PROBLEM STATEMENT
Starting at the first line of the entries below, output every line exactly, up to and including the line with "panel treats an".

== Segment start ==

//! XPT2046 resistive touch controller driver.
//!
//! Polled over its own SPI bus; one [`read`](panelmeter_core::ui::TouchDigitizer::read)
//! performs a pressure check and, when touched, a coordinate conversion
//! from raw digitizer counts to screen pixels using the stored linear
//! calibration. Any bus error reports "not pressed" — the panel treats an
//! unresponsive digitizer as no touch, never as a fault.

use embedded_hal::spi::SpiDevice;
use panelmeter_core::ui::{TouchDigitizer, DISPLAY_HEIGHT_PX, DISPLAY_WIDTH_PX};

/// 12-bit differential channel select commands.
const CMD_READ_X: u8 = 0x90;
const CMD_READ_Y: u8 = 0xD0;
const CMD_READ_Z1: u8 = 0xB0;
const CMD_READ_Z2: u8 = 0xC0;

/// Minimum pressure reading that counts as a touch.
const PRESSURE_THRESHOLD: i32 = 400;

/// Raw count window of the digitizer, factory-typical values used until
/// a calibration is stored.
pub const RAW_X_MIN: u16 = 200;
pub const RAW_X_MAX: u16 = 3900;
pub const RAW_Y_MIN: u16 = 200;
pub const RAW_Y_MAX: u16 = 3900;

/// Linear raw-to-screen mapping.
#[derive(Debug, Clone, Copy)]
pub struct TouchCalibration {
    pub x0: u16,
    pub y0: u16,
    pub width: f32,
    pub height: f32,
}

impl Default for TouchCalibration {
    fn default() -> Self {
        Self {
            x0: RAW_X_MIN,
            y0: RAW_Y_MIN,
            width: (RAW_X_MAX - RAW_X_MIN) as f32,
            height: (RAW_Y_MAX - RAW_Y_MIN) as f32,
        }
    }
}

pub struct Xpt2046<SPI> {
    spi: SPI,
    cal: TouchCalibration,
}

impl<SPI: SpiDevice> Xpt2046<SPI> {
    pub fn new(spi: SPI) -> Self {
        Self {
            spi,
            cal: TouchCalibration::default(),
        }
    }

    pub fn set_calibration(&mut self, cal: TouchCalibration) {
        self.cal = cal;
    }

    /// One 12-bit channel conversion.
    fn read_channel(&mut self, cmd: u8) -> Result<u16, SPI::Error> {
        let mut buf = [cmd, 0, 0];
        self.spi.transfer_in_place(&mut buf)?;
        Ok(((buf[1] as u16) << 5) | ((buf[2] as u16) >> 3))
    }

    fn pressure(&mut self) -> Result<i32, SPI::Error> {
        let z1 = self.read_channel(CMD_READ_Z1)? as i32;
        let z2 = self.read_channel(CMD_READ_Z2)? as i32;
        Ok(z1 + 4095 - z2)
    }
}

impl<SPI: SpiDevice> TouchDigitizer for Xpt2046<SPI> {
    fn read(&mut self) -> Option<(u16, u16)> {
        let pressed = self.pressure().ok()? > PRESSURE_THRESHOLD;
        if !pressed {
            return None;
        }
        let raw_x = self.read_channel(CMD_READ_X).ok()?;
        let raw_y = self.read_channel(CMD_READ_Y).ok()?;

        // clamp below the calibration window, then scale to the panel
        let raw_x = raw_x.max(self.cal.x0);
        let raw_y = raw_y.max(self.cal.y0);
        let mut x =
            (DISPLAY_WIDTH_PX as f32 * (raw_x - self.cal.x0) as f32 / self.cal.width) as u16;
        let mut y =
            (DISPLAY_HEIGHT_PX as f32 * (raw_y - self.cal.y0) as f32 / self.cal.height) as u16;
        if x >= DISPLAY_WIDTH_PX {
            x = DISPLAY_WIDTH_PX - 1;
        }
        if y >= DISPLAY_HEIGHT_PX {
            y = DISPLAY_HEIGHT_PX - 1;
        }
        Some((x, y))
    }
}
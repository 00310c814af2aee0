// Copyright 2024 RISC Zero, Inc.
//
// Licensed under the Apache License, Version 2.0 (the "License");
// you may not use this file except in compliance with the License.
// You may obtain a copy of the License at
//
//     http://www.apache.org/licenses/LICENSE-2.0
//
// Unless required by applicable law or agreed to in writing, software
// distributed under the License is distributed on an "AS IS" BASIS,
// WITHOUT WARRANTIES OR CONDITIONS OF ANY KIND, either express or implied.
// See the License for the specific language governing permissions and
// limitations under the License.

//! The two verification paths.
//!
//! [raw] checks the ECDSA signature over the digest against a known public key.
//! [reconstructed] assembles the signed wire transaction and recovers its sender. The
//! paths share nothing beyond the codec, so a bug in one is not masked by the other.

use thiserror::Error as ThisError;

use crate::rlp::RlpError;

pub mod raw;
pub mod reconstructed;

#[derive(Debug, Clone, PartialEq, Eq, ThisError)]
pub enum VerifyError {
    /// `r` or `s` is not expressible as a 32-byte integer, or is not valid hex.
    #[error("invalid signature encoding: {0}")]
    InvalidSignatureEncoding(&'static str),
    /// No sender could be recovered from the signed transaction.
    #[error("recovery failed: {0}")]
    RecoveryFailure(&'static str),
    #[error("invalid public key")]
    InvalidPublicKey,
    #[error(transparent)]
    Malformed(#[from] RlpError),
}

== Segment end ==

TASK ANSWER
//! XPT2046 resistive touch controller driver.
//!
//! Polled over its own SPI bus; one [`read`](panelmeter_core::ui::TouchDigitizer::read)
//! performs a pressure check and, when touched, a coordinate conversion
//! from raw digitizer counts to screen pixels using the stored linear
//! calibration. Any bus error reports "not pressed" — the panel treats an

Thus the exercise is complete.